The business model of many of these companies is predicated on three strategies with serious negative social impacts: deregulation; increasing precarification of work; and tax optimization, which most would consider akin to evasion of taxes. All of these downward trends would be accelerated and locked in were the proposed rules on “e-commerce” to be agreed in the WTO.
Since proponents of “e-commerce” rules in the WTO first tabled proposals last year, they have sought to convert an existing mandate to “discuss” e-commerce into a mandate to “negotiate binding rules” on e-commerce in the WTO. They have justified their proposals on the basis that e-commerce will promote development and benefit micro, small and medium enterprises (MSMEs) ― as if promoting e-commerce and having binding rules written by TNCs are the same thing. But developing countries have focused their demands on increasing infrastructure, access to finance, closing the digital divide (obtaining affordable access), increasing regulatory capacity, and other concerns that will not be addressed by new rules on e-commerce in the WTO.

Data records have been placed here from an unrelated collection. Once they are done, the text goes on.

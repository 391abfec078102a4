//! Business-Logic Filter
//!
//! Decides whether a method performs application behavior or is an
//! accessor / utility. Rules are evaluated in order, first decisive rule wins:
//!
//! 1. `get*` with no parameters is an accessor
//! 2. `set*` with one parameter is a mutator
//! 3. `is*` with no parameters is a predicate accessor
//! 4. names in the utility list are boilerplate
//! 5. any business annotation marks business logic
//! 6. a business keyword in the lower-cased name marks business logic
//! 7. everything else is not business logic
//!
//! The accessor rules are fixed. The three lists are configurable through the
//! `[rules]` table.

use serde::{Deserialize, Serialize};

#[derive(Debug, Clone, PartialEq, Eq, Serialize, Deserialize)]
#[serde(default)]
pub struct BusinessRules {
    /// Exact method names never treated as business logic
    pub utility_methods: Vec<String>,
    /// Annotation names that mark a method as business logic
    pub business_annotations: Vec<String>,
    /// Case-insensitive name fragments that mark a method as business logic
    pub business_keywords: Vec<String>,
}

impl Default for BusinessRules {
    fn default() -> Self {
        Self {
            utility_methods: to_strings(&["equals", "hashCode", "toString", "clone", "finalize"]),
            business_annotations: to_strings(&[
                "PostMapping",
                "GetMapping",
                "PutMapping",
                "DeleteMapping",
                "RequestMapping",
                "Service",
                "Transactional",
                "Async",
            ]),
            business_keywords: to_strings(&[
                "create",
                "update",
                "delete",
                "save",
                "find",
                "search",
                "process",
                "calculate",
                "validate",
                "authenticate",
                "authorize",
                "send",
                "receive",
                "fetch",
                "load",
                "rent",
            ]),
        }
    }
}

impl BusinessRules {
    pub fn is_business_logic(
        &self,
        name: &str,
        annotations: &[String],
        parameter_count: usize,
    ) -> bool {
        if is_accessor(name, parameter_count) {
            return false;
        }

        if self.utility_methods.iter().any(|u| u == name) {
            return false;
        }

        if annotations
            .iter()
            .any(|a| self.business_annotations.iter().any(|b| b == a))
        {
            return true;
        }

        let lower = name.to_lowercase();
        self.business_keywords
            .iter()
            .any(|k| lower.contains(&k.to_lowercase()))
    }
}

fn is_accessor(name: &str, parameter_count: usize) -> bool {
    (name.starts_with("get") && parameter_count == 0)
        || (name.starts_with("set") && parameter_count == 1)
        || (name.starts_with("is") && parameter_count == 0)
}

fn to_strings(items: &[&str]) -> Vec<String> {
    items.iter().map(|s| s.to_string()).collect()
}

#[cfg(test)]
mod tests {
    use super::*;
    use proptest::prelude::*;

    fn ann(names: &[&str]) -> Vec<String> {
        to_strings(names)
    }

    #[test]
    fn test_accessors_are_excluded() {
        let rules = BusinessRules::default();
        assert!(!rules.is_business_logic("getId", &[], 0));
        assert!(!rules.is_business_logic("setName", &[], 1));
        assert!(!rules.is_business_logic("isActive", &[], 0));
    }

    #[test]
    fn test_accessor_rules_depend_on_parameter_count() {
        let rules = BusinessRules::default();
        // getOrdersByCustomer(id) is not a plain getter, but has no keyword either
        assert!(!rules.is_business_logic("getOrdersByCustomer", &[], 1));
        // setupAndSave with no params passes the setter rule and hits "save"
        assert!(rules.is_business_logic("setupAndSave", &[], 0));
        assert!(rules.is_business_logic("isValidatedBy", &[], 1));
    }

    #[test]
    fn test_utility_methods_are_excluded_even_with_annotations() {
        let rules = BusinessRules::default();
        assert!(!rules.is_business_logic("toString", &ann(&["Transactional"]), 0));
        assert!(!rules.is_business_logic("equals", &[], 1));
    }

    #[test]
    fn test_business_annotation_marks_method() {
        let rules = BusinessRules::default();
        assert!(rules.is_business_logic("handle", &ann(&["PostMapping"]), 1));
        assert!(rules.is_business_logic("run", &ann(&["Async"]), 0));
        assert!(!rules.is_business_logic("handle", &ann(&["Override"]), 1));
    }

    #[test]
    fn test_keyword_match_is_case_insensitive() {
        let rules = BusinessRules::default();
        assert!(rules.is_business_logic("createOrder", &[], 1));
        assert!(rules.is_business_logic("bulkUPDATE", &[], 2));
        assert!(rules.is_business_logic("rentCar", &[], 1));
        assert!(!rules.is_business_logic("helper", &[], 0));
    }

    #[test]
    fn test_custom_lists_replace_defaults() {
        let rules = BusinessRules {
            utility_methods: vec![],
            business_annotations: ann(&["Command"]),
            business_keywords: ann(&["dispatch"]),
        };
        assert!(rules.is_business_logic("toString", &ann(&["Command"]), 0));
        assert!(rules.is_business_logic("dispatchEvent", &[], 1));
        assert!(!rules.is_business_logic("createOrder", &[], 1));
    }

    proptest! {
        #[test]
        fn prop_name_exclusions_dominate_annotations(
            suffix in "[A-Za-z]{0,12}",
            annotations in proptest::collection::vec(
                prop_oneof![
                    Just("PostMapping".to_string()),
                    Just("Service".to_string()),
                    Just("Transactional".to_string()),
                    Just("Async".to_string()),
                ],
                0..4,
            ),
        ) {
            let rules = BusinessRules::default();
            let getter = format!("get{suffix}");
            let setter = format!("set{suffix}");
            let predicate = format!("is{suffix}");
            prop_assert!(!rules.is_business_logic(&getter, &annotations, 0));
            prop_assert!(!rules.is_business_logic(&setter, &annotations, 1));
            prop_assert!(!rules.is_business_logic(&predicate, &annotations, 0));
        }

        #[test]
        fn prop_business_annotation_wins_for_non_accessors(
            name in "(handle|run|execute)[A-Z][a-z]{0,8}",
            params in 0usize..4,
        ) {
            let rules = BusinessRules::default();
            prop_assert!(rules.is_business_logic(&name, &ann(&["GetMapping"]), params));
        }
    }
}
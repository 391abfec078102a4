//! Schema instructions shared by the providers

use serde_json::Value;

const ANALYST_ROLE: &str = "You are an expert software analyst. Always respond with valid JSON.";

fn schema_block(schema: &Value) -> Option<String> {
    if schema.is_null() {
        return None;
    }
    let rendered = serde_json::to_string_pretty(schema).ok()?;
    Some(format!(
        "Respond with valid JSON matching this schema:\n```json\n{}\n```\n\nRespond ONLY with valid JSON, no explanation.",
        rendered
    ))
}

/// System message for chat-style APIs (OpenAI, Anthropic)
pub fn system_prompt(schema: &Value) -> String {
    match schema_block(schema) {
        Some(block) => format!("{}\n\n{}", ANALYST_ROLE, block),
        None => ANALYST_ROLE.to_string(),
    }
}

/// Single prompt with schema instructions appended, for completion APIs
/// that take no system message (Ollama)
pub fn build_schema_prompt(user_prompt: &str, schema: &Value) -> String {
    match schema_block(schema) {
        Some(block) => format!("{}\n\n---\n\n{}", user_prompt, block),
        None => user_prompt.to_string(),
    }
}
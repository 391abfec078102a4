//! Analyze Command
//!
//! Detect → scan → parse → overview → pipeline → JSON report.

use std::path::{Path, PathBuf};
use std::sync::Arc;

use tracing::info;

use crate::ai::{LlmNarrator, OfflineNarrator, create_provider};
use crate::analyzer::{FileScanner, ProjectDetector, SourceParser};
use crate::cli::Output;
use crate::config::{Config, ConfigLoader};
use crate::output::{JsonFileSink, ReportMetadata, ReportSink};
use crate::pipeline::{AnalysisPipeline, SharedNarrator, build_overview};
use crate::types::{CodebaseAnalysis, Result};

const OFFLINE_PROVIDER: &str = "offline";
const OFFLINE_MODEL: &str = "none";

/// Command-line overrides, applied on top of the loaded configuration
#[derive(Debug, Clone, Default)]
pub struct AnalyzeOptions {
    pub path: Option<PathBuf>,
    pub language: Option<String>,
    pub provider: Option<String>,
    pub model: Option<String>,
    pub output: Option<PathBuf>,
    pub offline: bool,
}

impl AnalyzeOptions {
    pub fn apply(&self, config: &mut Config) {
        if let Some(path) = &self.path {
            config.analysis.path = path.clone();
        }
        if let Some(language) = &self.language {
            config.analysis.target_language = language.clone();
        }
        if let Some(provider) = &self.provider {
            config.llm.provider = provider.clone();
        }
        if let Some(model) = &self.model {
            config.llm.model = Some(model.clone());
        }
        if let Some(output) = &self.output {
            config.analysis.output = output.clone();
        }
        if self.offline {
            config.llm.enabled = false;
        }
    }
}

/// Narrative service plus the provider/model pair recorded in the report
pub struct NarratorChoice {
    pub narrator: SharedNarrator,
    pub provider: String,
    pub model: String,
}

pub fn select_narrator(config: &Config) -> Result<NarratorChoice> {
    if !config.llm.enabled {
        return Ok(NarratorChoice {
            narrator: Arc::new(OfflineNarrator),
            provider: OFFLINE_PROVIDER.to_string(),
            model: OFFLINE_MODEL.to_string(),
        });
    }

    let provider = create_provider(&config.llm.provider_config())?;
    let narrator = LlmNarrator::new(provider);
    Ok(NarratorChoice {
        provider: narrator.provider_name().to_string(),
        model: narrator.model().to_string(),
        narrator: Arc::new(narrator),
    })
}

pub fn run(config_path: Option<&Path>, options: AnalyzeOptions, out: &Output) -> Result<()> {
    let mut config = ConfigLoader::load(config_path)?;
    options.apply(&mut config);
    config.validate()?;

    let choice = select_narrator(&config)?;
    if config.llm.enabled {
        out.info(&format!("Using {} ({})", choice.provider, choice.model));
    } else {
        out.info("Running offline: narrative sections stay empty");
    }

    let runtime = tokio::runtime::Builder::new_current_thread()
        .enable_all()
        .build()?;
    let report = runtime.block_on(analyze_codebase(&config, choice.narrator))?;

    let sink = JsonFileSink::new(&config.analysis.output);
    sink.write(&report, &ReportMetadata::now(choice.provider, choice.model))?;

    out.report_summary(&report, sink.path());
    Ok(())
}

/// Run the whole analysis for `config.analysis.path`
pub async fn analyze_codebase(config: &Config, narrator: SharedNarrator) -> Result<CodebaseAnalysis> {
    let root = config.analysis.path.as_path();

    let detection = ProjectDetector::new(root).detect(config.analysis.language()?)?;
    info!(
        language = %detection.language,
        project = %detection.project_name,
        "Detected project"
    );

    let files = FileScanner::new(root)
        .with_include(&config.analysis.include)?
        .with_exclude(&config.analysis.exclude)?
        .with_extensions(detection.language.extensions())
        .with_max_file_size(config.analysis.max_file_size)
        .scan()?;
    info!("Found {} source files", files.len());

    let parser = SourceParser::new(config.rules.clone(), detection.language)?;
    let parsed = parser.parse_files(&files);

    let source_paths: Vec<String> = files.iter().map(|f| f.relative.clone()).collect();
    let overview = build_overview(root, &detection, &source_paths, narrator.as_ref()).await;

    let pipeline = AnalysisPipeline::new(narrator, config.pipeline.clone());
    Ok(pipeline.analyze(&parsed, overview, &detection.context).await)
}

Meanwhile, MSMEs are able to participate in e-commerce now; but they are less likely to reap the benefits of scale, historic subsidies, strong state-sponsored infrastructure, tax avoidance strategies, and a system of trade rules written for them and by their lawyers if e-commerce rules in the WTO were to be adopted. What MSMEs need are platforms to facilitate customs clearance and international payments, but this is not what has been proposed in the WTO.
At this point, proponents have scaled back their ambitions due to massive resistance from the African bloc and some Asian and Latin American members. Now they are proposing more seemingly technical issues, such as e-payments, e-signatures, and spam. But these issues actually belong in other fora, such as the UN Conference on International Trade Law (UNCITRAL) or the International Telecommunications Union (ITU) where legal and technical experts rather than only commercial interests were long ago able to help governments establish better rules.

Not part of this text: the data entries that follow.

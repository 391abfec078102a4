//! Unified Error Type System
//!
//! Centralized error types for the entire application.
//!
//! ## Error Categories
//!
//! LLM failures are classified so the narrative layer can log *why* a call
//! degraded to an absent value:
//!
//! - **RateLimit**: API rate limiting
//! - **TokenLimit**: Context too large
//! - **Auth**: Authentication failures
//! - **Network**: Connectivity issues
//! - **Unavailable**: Provider unavailable
//!
//! Narrative failures never abort a run. Only invalid input (configuration,
//! codebase path, output location) surfaces as a hard `CodebriefError`.

use thiserror::Error;

// =============================================================================
// Error Categories
// =============================================================================

/// Error categories for LLM failures
#[derive(Debug, Clone, Copy, PartialEq, Eq)]
pub enum ErrorCategory {
    /// Rate limited by the provider
    RateLimit,
    /// Context/token limit exceeded
    TokenLimit,
    /// Authentication failed
    Auth,
    /// Network/connectivity issues
    Network,
    /// Provider unavailable
    Unavailable,
    /// Invalid request
    BadRequest,
    /// Parsing LLM response failed
    ParseError,
    /// Temporary server issues
    Transient,
    /// Unknown error
    Unknown,
}

impl std::fmt::Display for ErrorCategory {
    fn fmt(&self, f: &mut std::fmt::Formatter<'_>) -> std::fmt::Result {
        match self {
            Self::RateLimit => write!(f, "RATE_LIMIT"),
            Self::TokenLimit => write!(f, "TOKEN_LIMIT"),
            Self::Auth => write!(f, "AUTH"),
            Self::Network => write!(f, "NETWORK"),
            Self::Unavailable => write!(f, "UNAVAILABLE"),
            Self::BadRequest => write!(f, "BAD_REQUEST"),
            Self::ParseError => write!(f, "PARSE_ERROR"),
            Self::Transient => write!(f, "TRANSIENT"),
            Self::Unknown => write!(f, "UNKNOWN"),
        }
    }
}

// =============================================================================
// LLM Error
// =============================================================================

/// LLM error with category and provider context
#[derive(Debug, Clone)]
pub struct LlmError {
    /// Error category
    pub category: ErrorCategory,
    /// Detailed error message
    pub message: String,
    /// Provider that produced the error
    pub provider: Option<String>,
}

impl std::fmt::Display for LlmError {
    fn fmt(&self, f: &mut std::fmt::Formatter<'_>) -> std::fmt::Result {
        if let Some(provider) = &self.provider {
            write!(f, "[{}:{}] {}", provider, self.category, self.message)
        } else {
            write!(f, "[{}] {}", self.category, self.message)
        }
    }
}

impl std::error::Error for LlmError {}

impl LlmError {
    pub fn new(category: ErrorCategory, message: impl Into<String>) -> Self {
        Self {
            category,
            message: message.into(),
            provider: None,
        }
    }

    pub fn with_provider(
        category: ErrorCategory,
        message: impl Into<String>,
        provider: impl Into<String>,
    ) -> Self {
        Self {
            category,
            message: message.into(),
            provider: Some(provider.into()),
        }
    }
}

// =============================================================================
// Error Classifier
// =============================================================================

/// Maps provider messages and HTTP statuses onto an `ErrorCategory`
pub struct ErrorClassifier;

impl ErrorClassifier {
    /// Classify an error message from any provider
    pub fn classify(message: &str, provider: &str) -> LlmError {
        let lower = message.to_lowercase();

        let category = if lower.contains("rate limit")
            || lower.contains("429")
            || lower.contains("too many requests")
            || lower.contains("quota exceeded")
        {
            ErrorCategory::RateLimit
        } else if lower.contains("token")
            && (lower.contains("limit") || lower.contains("exceed") || lower.contains("maximum"))
            || lower.contains("context length")
            || lower.contains("too large")
        {
            ErrorCategory::TokenLimit
        } else if lower.contains("auth")
            || lower.contains("401")
            || lower.contains("403")
            || lower.contains("api key")
            || lower.contains("unauthorized")
        {
            ErrorCategory::Auth
        } else if lower.contains("network")
            || lower.contains("connect")
            || lower.contains("dns")
            || lower.contains("timeout")
            || lower.contains("timed out")
        {
            ErrorCategory::Network
        } else if lower.contains("503")
            || lower.contains("502")
            || lower.contains("service unavailable")
            || lower.contains("not found")
        {
            ErrorCategory::Unavailable
        } else if lower.contains("parse") || lower.contains("json") {
            ErrorCategory::ParseError
        } else if lower.contains("400") || lower.contains("bad request") {
            ErrorCategory::BadRequest
        } else if lower.contains("overloaded") || lower.contains("temporary") {
            ErrorCategory::Transient
        } else {
            ErrorCategory::Unknown
        };

        LlmError::with_provider(category, message, provider)
    }

    /// Classify HTTP status code directly (more accurate than string matching)
    pub fn classify_http_status(status: u16, message: &str, provider: &str) -> LlmError {
        let category = match status {
            429 => ErrorCategory::RateLimit,
            401 | 403 => ErrorCategory::Auth,
            400 => ErrorCategory::BadRequest,
            404 => ErrorCategory::Unavailable,
            500 | 502 | 503 | 504 | 529 => ErrorCategory::Transient,
            _ => ErrorCategory::Unknown,
        };
        LlmError::with_provider(category, message, provider)
    }

    /// Classify any application error raised by a provider call
    pub fn classify_error(err: &CodebriefError, provider: &str) -> LlmError {
        match err {
            CodebriefError::Llm(llm_err) => llm_err.clone(),
            CodebriefError::LlmApi(msg) => Self::classify(msg, provider),
            CodebriefError::Json(_) => {
                LlmError::with_provider(ErrorCategory::ParseError, err.to_string(), provider)
            }
            CodebriefError::Io(_) => {
                LlmError::with_provider(ErrorCategory::Network, err.to_string(), provider)
            }
            CodebriefError::Config(_) => {
                LlmError::with_provider(ErrorCategory::BadRequest, err.to_string(), provider)
            }
            _ => LlmError::with_provider(ErrorCategory::Unknown, err.to_string(), provider),
        }
    }
}

// =============================================================================
// Application Error
// =============================================================================

#[derive(Debug, Error)]
pub enum CodebriefError {
    #[error("IO error: {0}")]
    Io(#[from] std::io::Error),

    #[error("JSON error: {0}")]
    Json(#[from] serde_json::Error),

    /// Structured LLM error with category
    #[error("LLM error: {0}")]
    Llm(LlmError),

    #[error("LLM API error: {0}")]
    LlmApi(String),

    #[error("Parse error in {path}: {message}")]
    Parse { message: String, path: String },

    #[error("Config error: {0}")]
    Config(String),

    #[error("Invalid input: {0}")]
    InvalidInput(String),
}

impl From<LlmError> for CodebriefError {
    fn from(err: LlmError) -> Self {
        CodebriefError::Llm(err)
    }
}

pub type Result<T> = std::result::Result<T, CodebriefError>;

// =============================================================================
// Tests
// =============================================================================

Perhaps as a Plan B, proponents are claiming that “technological neutrality” already exists in the WTO. This would mean that if a country “committed” financial services in the WTO ― meaning that it agreed to have financial services subject to rules limiting regulation in that sector ― then cross-border online banking ― with all of the potential cybersecurity threats of hacking, or unstable financial flows wreaking havoc on local banking systems ― would already be committed. But this is a preposterous idea, and WTO members have not agreed to it, despite the intent of some countries that it is an accepted principle.

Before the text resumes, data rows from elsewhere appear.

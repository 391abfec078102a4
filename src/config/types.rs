//! Configuration Types
//!
//! All configuration structures with sensible defaults.
//! Supports global (~/.config/codebrief/) and project (.codebrief/) level configuration.

use serde::{Deserialize, Serialize};
use std::path::PathBuf;

use crate::ai::ProviderConfig;
use crate::analyzer::Language;
use crate::constants::{analysis, llm, report};
use crate::pipeline::{BusinessRules, PipelineOptions};
use crate::types::{CodebriefError, Result};

/// Root configuration structure
#[derive(Debug, Clone, Default, Serialize, Deserialize)]
#[serde(default)]
pub struct Config {
    /// What to analyze and where to write the report
    pub analysis: AnalysisConfig,

    /// LLM provider settings
    pub llm: LlmConfig,

    /// Pipeline thresholds and narrative switches
    pub pipeline: PipelineOptions,

    /// Business-logic keyword / annotation / utility lists
    pub rules: BusinessRules,
}

impl Config {
    /// Validate configuration values are within acceptable ranges.
    /// Returns `CodebriefError::Config` on validation failure.
    pub fn validate(&self) -> Result<()> {
        if !(0.0..=2.0).contains(&self.llm.temperature) {
            return Err(CodebriefError::Config(format!(
                "LLM temperature must be between 0.0 and 2.0, got {}",
                self.llm.temperature
            )));
        }

        if self.llm.timeout_secs == 0 {
            return Err(CodebriefError::Config(
                "LLM timeout_secs must be greater than 0".to_string(),
            ));
        }

        if self.llm.max_tokens == 0 {
            return Err(CodebriefError::Config(
                "LLM max_tokens must be greater than 0".to_string(),
            ));
        }

        if !llm::SUPPORTED_PROVIDERS.contains(&self.llm.provider.as_str()) {
            return Err(CodebriefError::Config(format!(
                "Unknown provider: {}. Supported: {}",
                self.llm.provider,
                llm::SUPPORTED_PROVIDERS.join(", ")
            )));
        }

        let threshold = self.pipeline.high_complexity_threshold;
        if !threshold.is_finite() || threshold < 0.0 {
            return Err(CodebriefError::Config(format!(
                "pipeline.high_complexity_threshold must be a non-negative number, got {}",
                threshold
            )));
        }

        if self.analysis.max_file_size == 0 {
            return Err(CodebriefError::Config(
                "analysis.max_file_size must be greater than 0".to_string(),
            ));
        }

        self.analysis.language()?;

        Ok(())
    }
}

// =============================================================================
// Analysis Configuration
// =============================================================================

#[derive(Debug, Clone, Serialize, Deserialize)]
#[serde(default)]
pub struct AnalysisConfig {
    /// Codebase root
    pub path: PathBuf,

    /// Report file
    pub output: PathBuf,

    /// `auto` or a language tag (`java`, `python`, ...)
    pub target_language: String,

    /// Glob patterns to include (empty keeps everything)
    pub include: Vec<String>,

    /// Glob patterns to exclude
    pub exclude: Vec<String>,

    /// Maximum file size in bytes
    pub max_file_size: u64,
}

impl Default for AnalysisConfig {
    fn default() -> Self {
        Self {
            path: PathBuf::from("."),
            output: PathBuf::from(report::DEFAULT_OUTPUT_PATH),
            target_language: "auto".to_string(),
            include: Vec::new(),
            exclude: [
                "**/target/**",
                "**/build/**",
                "**/dist/**",
                "**/.git/**",
                "**/.idea/**",
                "**/.vscode/**",
                "**/node_modules/**",
                "**/venv/**",
                "**/env/**",
                "**/__pycache__/**",
                "**/*.pyc",
                "**/*.class",
                "**/*.jar",
                "**/*.war",
                "**/*.min.js",
                "**/*.min.css",
                "**/vendor/**",
                "**/coverage/**",
            ]
            .iter()
            .map(|s| s.to_string())
            .collect(),
            max_file_size: analysis::MAX_FILE_SIZE,
        }
    }
}

impl AnalysisConfig {
    /// Language override, `None` for `auto`
    pub fn language(&self) -> Result<Option<Language>> {
        if self.target_language.trim().eq_ignore_ascii_case("auto") {
            return Ok(None);
        }
        self.target_language
            .parse::<Language>()
            .map(Some)
            .map_err(|_| {
                CodebriefError::Config(format!(
                    "Unknown target_language: {}",
                    self.target_language
                ))
            })
    }
}

// =============================================================================
// LLM Configuration
// =============================================================================

#[derive(Clone, Serialize, Deserialize)]
#[serde(default)]
pub struct LlmConfig {
    /// Use the narrative service at all; `false` runs fully offline
    pub enabled: bool,

    /// Provider name
    pub provider: String,

    /// Model name (provider default when unset)
    pub model: Option<String>,

    /// Endpoint override
    pub api_base: Option<String>,

    /// Prefer the OPENAI_API_KEY / ANTHROPIC_API_KEY environment variables
    #[serde(skip_serializing)]
    pub api_key: Option<String>,

    /// Request timeout in seconds
    pub timeout_secs: u64,

    /// Temperature for LLM generation (0.0 = deterministic)
    pub temperature: f32,

    pub max_tokens: usize,
}

impl std::fmt::Debug for LlmConfig {
    fn fmt(&self, f: &mut std::fmt::Formatter<'_>) -> std::fmt::Result {
        f.debug_struct("LlmConfig")
            .field("enabled", &self.enabled)
            .field("provider", &self.provider)
            .field("model", &self.model)
            .field("api_base", &self.api_base)
            .field("api_key", &self.api_key.as_ref().map(|_| "[REDACTED]"))
            .field("timeout_secs", &self.timeout_secs)
            .field("temperature", &self.temperature)
            .field("max_tokens", &self.max_tokens)
            .finish()
    }
}

impl Default for LlmConfig {
    fn default() -> Self {
        Self {
            enabled: true,
            provider: llm::DEFAULT_PROVIDER.to_string(),
            model: None,
            api_base: None,
            api_key: None,
            timeout_secs: llm::DEFAULT_TIMEOUT_SECS,
            temperature: llm::DEFAULT_TEMPERATURE,
            max_tokens: llm::DEFAULT_MAX_TOKENS,
        }
    }
}

impl LlmConfig {
    pub fn provider_config(&self) -> ProviderConfig {
        ProviderConfig {
            provider: self.provider.clone(),
            model: self.model.clone(),
            timeout_secs: self.timeout_secs,
            temperature: self.temperature,
            api_key: self.api_key.clone(),
            api_base: self.api_base.clone(),
            max_tokens: self.max_tokens,
        }
    }
}

// =============================================================================
// Tests
// =============================================================================
pub mod file_scanner;

pub use file_scanner::{FileScanner, ScannedFile};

Proponents are also pushing to renew a waiver on tariffs on electronically delivered products, but there is no economic rationale as to why digitally traded products should not have to contribute to the national tax base while those that are traditionally traded usually do. But Big Tech may actually obtain this waiver, since it is often “traded” for a waiver that helps stabilize the generic pharmaceuticals market in developing countries, which helps guarantee access to life-saving medicines for millions of people.
The outcome in Buenos Aires will depend on strong resistance by developing country members to this new corporate Big Tech agenda. They should be aided by a strong civil society resistance to further imposition of procorporate rules that encroach on our daily lives.